Records from a data collection:
==========

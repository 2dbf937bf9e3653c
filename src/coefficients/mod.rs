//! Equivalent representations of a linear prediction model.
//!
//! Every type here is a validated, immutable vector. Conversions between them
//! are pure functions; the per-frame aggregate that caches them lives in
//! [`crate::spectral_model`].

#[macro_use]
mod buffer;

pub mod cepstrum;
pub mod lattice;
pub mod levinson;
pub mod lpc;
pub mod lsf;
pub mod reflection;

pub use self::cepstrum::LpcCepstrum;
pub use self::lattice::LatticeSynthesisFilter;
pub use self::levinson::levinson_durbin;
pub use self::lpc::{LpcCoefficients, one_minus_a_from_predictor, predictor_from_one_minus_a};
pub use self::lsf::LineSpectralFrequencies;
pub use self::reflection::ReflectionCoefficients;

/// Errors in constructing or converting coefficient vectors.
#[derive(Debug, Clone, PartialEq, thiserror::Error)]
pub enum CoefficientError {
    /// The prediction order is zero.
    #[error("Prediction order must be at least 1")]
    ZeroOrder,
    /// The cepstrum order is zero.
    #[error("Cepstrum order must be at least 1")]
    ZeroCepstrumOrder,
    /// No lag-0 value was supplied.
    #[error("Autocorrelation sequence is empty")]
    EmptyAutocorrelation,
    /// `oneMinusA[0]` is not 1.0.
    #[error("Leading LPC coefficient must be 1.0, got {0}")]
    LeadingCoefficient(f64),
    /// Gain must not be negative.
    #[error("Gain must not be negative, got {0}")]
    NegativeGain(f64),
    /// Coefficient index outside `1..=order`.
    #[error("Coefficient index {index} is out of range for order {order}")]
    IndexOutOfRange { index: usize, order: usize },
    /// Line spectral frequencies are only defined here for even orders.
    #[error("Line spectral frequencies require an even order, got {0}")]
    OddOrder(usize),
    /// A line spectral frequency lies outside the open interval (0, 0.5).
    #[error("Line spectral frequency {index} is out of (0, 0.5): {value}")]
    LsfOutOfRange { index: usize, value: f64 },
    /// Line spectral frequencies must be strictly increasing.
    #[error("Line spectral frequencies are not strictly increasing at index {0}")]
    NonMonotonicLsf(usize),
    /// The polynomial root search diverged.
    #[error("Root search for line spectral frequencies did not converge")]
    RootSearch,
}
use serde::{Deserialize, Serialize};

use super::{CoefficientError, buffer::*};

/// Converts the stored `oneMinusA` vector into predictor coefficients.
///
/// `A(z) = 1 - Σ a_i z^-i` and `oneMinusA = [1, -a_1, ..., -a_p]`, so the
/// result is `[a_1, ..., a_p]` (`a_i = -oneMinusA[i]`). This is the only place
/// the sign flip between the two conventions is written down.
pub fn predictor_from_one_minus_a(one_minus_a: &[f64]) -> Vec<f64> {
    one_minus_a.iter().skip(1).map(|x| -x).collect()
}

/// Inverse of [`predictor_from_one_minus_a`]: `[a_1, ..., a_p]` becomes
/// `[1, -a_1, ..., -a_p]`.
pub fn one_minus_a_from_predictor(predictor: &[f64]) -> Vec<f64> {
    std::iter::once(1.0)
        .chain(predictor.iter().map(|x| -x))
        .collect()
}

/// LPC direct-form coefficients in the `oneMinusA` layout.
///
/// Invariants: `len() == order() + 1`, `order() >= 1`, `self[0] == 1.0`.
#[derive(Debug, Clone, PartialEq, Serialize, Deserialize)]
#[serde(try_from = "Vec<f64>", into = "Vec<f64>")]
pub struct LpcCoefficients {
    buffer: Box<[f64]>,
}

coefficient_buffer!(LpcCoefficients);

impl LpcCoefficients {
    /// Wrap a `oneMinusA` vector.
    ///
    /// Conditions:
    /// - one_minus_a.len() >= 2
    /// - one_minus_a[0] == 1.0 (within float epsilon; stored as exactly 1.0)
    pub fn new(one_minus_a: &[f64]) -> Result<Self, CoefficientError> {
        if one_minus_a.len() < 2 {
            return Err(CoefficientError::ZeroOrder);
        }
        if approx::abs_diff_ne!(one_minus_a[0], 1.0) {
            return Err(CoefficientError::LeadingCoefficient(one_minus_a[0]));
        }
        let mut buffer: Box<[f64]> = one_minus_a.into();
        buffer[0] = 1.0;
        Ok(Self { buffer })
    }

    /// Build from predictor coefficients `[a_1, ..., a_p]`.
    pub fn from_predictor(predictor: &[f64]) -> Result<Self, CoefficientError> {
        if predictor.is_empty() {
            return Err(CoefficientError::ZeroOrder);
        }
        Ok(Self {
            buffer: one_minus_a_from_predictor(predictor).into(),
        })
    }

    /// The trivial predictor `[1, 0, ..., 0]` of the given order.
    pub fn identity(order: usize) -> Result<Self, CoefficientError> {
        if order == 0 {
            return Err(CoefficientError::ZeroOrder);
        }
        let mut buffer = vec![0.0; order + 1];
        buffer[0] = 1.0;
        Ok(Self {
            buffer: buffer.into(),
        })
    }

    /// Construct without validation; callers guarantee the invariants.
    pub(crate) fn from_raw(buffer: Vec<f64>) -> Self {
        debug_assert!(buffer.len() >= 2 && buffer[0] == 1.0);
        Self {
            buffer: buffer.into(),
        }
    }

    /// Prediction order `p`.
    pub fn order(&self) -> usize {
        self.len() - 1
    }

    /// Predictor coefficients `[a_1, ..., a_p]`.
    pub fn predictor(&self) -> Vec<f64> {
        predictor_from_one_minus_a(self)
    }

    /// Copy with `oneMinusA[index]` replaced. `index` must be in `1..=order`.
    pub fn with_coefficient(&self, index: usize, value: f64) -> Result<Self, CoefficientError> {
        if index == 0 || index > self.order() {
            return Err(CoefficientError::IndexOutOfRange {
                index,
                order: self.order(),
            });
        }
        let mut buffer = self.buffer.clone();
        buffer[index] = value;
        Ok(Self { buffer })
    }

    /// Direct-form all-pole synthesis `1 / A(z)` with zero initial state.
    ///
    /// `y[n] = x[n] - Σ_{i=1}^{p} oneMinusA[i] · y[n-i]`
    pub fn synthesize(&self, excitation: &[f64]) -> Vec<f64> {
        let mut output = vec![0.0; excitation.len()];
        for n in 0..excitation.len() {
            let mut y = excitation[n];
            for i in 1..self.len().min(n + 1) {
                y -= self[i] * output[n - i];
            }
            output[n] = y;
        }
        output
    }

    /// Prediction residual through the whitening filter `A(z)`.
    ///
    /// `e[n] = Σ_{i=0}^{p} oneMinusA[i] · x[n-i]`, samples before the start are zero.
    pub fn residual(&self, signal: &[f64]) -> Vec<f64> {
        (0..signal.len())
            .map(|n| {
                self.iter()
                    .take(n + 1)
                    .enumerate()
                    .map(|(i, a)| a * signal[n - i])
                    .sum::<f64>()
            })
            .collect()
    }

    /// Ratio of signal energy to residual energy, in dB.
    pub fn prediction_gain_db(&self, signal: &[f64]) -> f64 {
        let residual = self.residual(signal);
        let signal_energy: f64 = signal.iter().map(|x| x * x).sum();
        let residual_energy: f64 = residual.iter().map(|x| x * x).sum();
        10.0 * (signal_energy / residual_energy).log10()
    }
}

==========

● What is needed: The entries above are to be restated word for word.

● Reply to the exercise:
repository 2dbf937bf9e3653c
filename src/coefficients/mod.rs
//! Equivalent representations of a linear prediction model.
//!
//! Every type here is a validated, immutable vector. Conversions between them
//! are pure functions; the per-frame aggregate that caches them lives in
//! [`crate::spectral_model`].

#[macro_use]
mod buffer;

pub mod cepstrum;
pub mod lattice;
pub mod levinson;
pub mod lpc;
pub mod lsf;
pub mod reflection;

pub use self::cepstrum::LpcCepstrum;
pub use self::lattice::LatticeSynthesisFilter;
pub use self::levinson::levinson_durbin;
pub use self::lpc::{LpcCoefficients, one_minus_a_from_predictor, predictor_from_one_minus_a};
pub use self::lsf::LineSpectralFrequencies;
pub use self::reflection::ReflectionCoefficients;

/// Errors in constructing or converting coefficient vectors.
#[derive(Debug, Clone, PartialEq, thiserror::Error)]
pub enum CoefficientError {
    /// The prediction order is zero.
    #[error("Prediction order must be at least 1")]
    ZeroOrder,
    /// The cepstrum order is zero.
    #[error("Cepstrum order must be at least 1")]
    ZeroCepstrumOrder,
    /// No lag-0 value was supplied.
    #[error("Autocorrelation sequence is empty")]
    EmptyAutocorrelation,
    /// `oneMinusA[0]` is not 1.0.
    #[error("Leading LPC coefficient must be 1.0, got {0}")]
    LeadingCoefficient(f64),
    /// Gain must not be negative.
    #[error("Gain must not be negative, got {0}")]
    NegativeGain(f64),
    /// Coefficient index outside `1..=order`.
    #[error("Coefficient index {index} is out of range for order {order}")]
    IndexOutOfRange { index: usize, order: usize },
    /// Line spectral frequencies are only defined here for even orders.
    #[error("Line spectral frequencies require an even order, got {0}")]
    OddOrder(usize),
    /// A line spectral frequency lies outside the open interval (0, 0.5).
    #[error("Line spectral frequency {index} is out of (0, 0.5): {value}")]
    LsfOutOfRange { index: usize, value: f64 },
    /// Line spectral frequencies must be strictly increasing.
    #[error("Line spectral frequencies are not strictly increasing at index {0}")]
    NonMonotonicLsf(usize),
    /// The polynomial root search diverged.
    #[error("Root search for line spectral frequencies did not converge")]
    RootSearch,
}
use serde::{Deserialize, Serialize};

use super::{CoefficientError, buffer::*};

/// Converts the stored `oneMinusA` vector into predictor coefficients.
///
/// `A(z) = 1 - Σ a_i z^-i` and `oneMinusA = [1, -a_1, ..., -a_p]`, so the
/// result is `[a_1, ..., a_p]` (`a_i = -oneMinusA[i]`). This is the only place
/// the sign flip between the two conventions is written down.
pub fn predictor_from_one_minus_a(one_minus_a: &[f64]) -> Vec<f64> {
    one_minus_a.iter().skip(1).map(|x| -x).collect()
}

/// Inverse of [`predictor_from_one_minus_a`]: `[a_1, ..., a_p]` becomes
/// `[1, -a_1, ..., -a_p]`.
pub fn one_minus_a_from_predictor(predictor: &[f64]) -> Vec<f64> {
    std::iter::once(1.0)
        .chain(predictor.iter().map(|x| -x))
        .collect()
}

/// LPC direct-form coefficients in the `oneMinusA` layout.
///
/// Invariants: `len() == order() + 1`, `order() >= 1`, `self[0] == 1.0`.
#[derive(Debug, Clone, PartialEq, Serialize, Deserialize)]
#[serde(try_from = "Vec<f64>", into = "Vec<f64>")]
pub struct LpcCoefficients {
    buffer: Box<[f64]>,
}

coefficient_buffer!(LpcCoefficients);

impl LpcCoefficients {
    /// Wrap a `oneMinusA` vector.
    ///
    /// Conditions:
    /// - one_minus_a.len() >= 2
    /// - one_minus_a[0] == 1.0 (within float epsilon; stored as exactly 1.0)
    pub fn new(one_minus_a: &[f64]) -> Result<Self, CoefficientError> {
        if one_minus_a.len() < 2 {
            return Err(CoefficientError::ZeroOrder);
        }
        if approx::abs_diff_ne!(one_minus_a[0], 1.0) {
            return Err(CoefficientError::LeadingCoefficient(one_minus_a[0]));
        }
        let mut buffer: Box<[f64]> = one_minus_a.into();
        buffer[0] = 1.0;
        Ok(Self { buffer })
    }

    /// Build from predictor coefficients `[a_1, ..., a_p]`.
    pub fn from_predictor(predictor: &[f64]) -> Result<Self, CoefficientError> {
        if predictor.is_empty() {
            return Err(CoefficientError::ZeroOrder);
        }
        Ok(Self {
            buffer: one_minus_a_from_predictor(predictor).into(),
        })
    }

    /// The trivial predictor `[1, 0, ..., 0]` of the given order.
    pub fn identity(order: usize) -> Result<Self, CoefficientError> {
        if order == 0 {
            return Err(CoefficientError::ZeroOrder);
        }
        let mut buffer = vec![0.0; order + 1];
        buffer[0] = 1.0;
        Ok(Self {
            buffer: buffer.into(),
        })
    }

    /// Construct without validation; callers guarantee the invariants.
    pub(crate) fn from_raw(buffer: Vec<f64>) -> Self {
        debug_assert!(buffer.len() >= 2 && buffer[0] == 1.0);
        Self {
            buffer: buffer.into(),
        }
    }

    /// Prediction order `p`.
    pub fn order(&self) -> usize {
        self.len() - 1
    }

    /// Predictor coefficients `[a_1, ..., a_p]`.
    pub fn predictor(&self) -> Vec<f64> {
        predictor_from_one_minus_a(self)
    }

    /// Copy with `oneMinusA[index]` replaced. `index` must be in `1..=order`.
    pub fn with_coefficient(&self, index: usize, value: f64) -> Result<Self, CoefficientError> {
        if index == 0 || index > self.order() {
            return Err(CoefficientError::IndexOutOfRange {
                index,
                order: self.order(),
            });
        }
        let mut buffer = self.buffer.clone();
        buffer[index] = value;
        Ok(Self { buffer })
    }

    /// Direct-form all-pole synthesis `1 / A(z)` with zero initial state.
    ///
    /// `y[n] = x[n] - Σ_{i=1}^{p} oneMinusA[i] · y[n-i]`
    pub fn synthesize(&self, excitation: &[f64]) -> Vec<f64> {
        let mut output = vec![0.0; excitation.len()];
        for n in 0..excitation.len() {
            let mut y = excitation[n];
            for i in 1..self.len().min(n + 1) {
                y -= self[i] * output[n - i];
            }
            output[n] = y;
        }
        output
    }

    /// Prediction residual through the whitening filter `A(z)`.
    ///
    /// `e[n] = Σ_{i=0}^{p} oneMinusA[i] · x[n-i]`, samples before the start are zero.
    pub fn residual(&self, signal: &[f64]) -> Vec<f64> {
        (0..signal.len())
            .map(|n| {
                self.iter()
                    .take(n + 1)
                    .enumerate()
                    .map(|(i, a)| a * signal[n - i])
                    .sum::<f64>()
            })
            .collect()
    }

    /// Ratio of signal energy to residual energy, in dB.
    pub fn prediction_gain_db(&self, signal: &[f64]) -> f64 {
        let residual = self.residual(signal);
        let signal_energy: f64 = signal.iter().map(|x| x * x).sum();
        let residual_energy: f64 = residual.iter().map(|x| x * x).sum();
        10.0 * (signal_energy / residual_energy).log10()
    }
}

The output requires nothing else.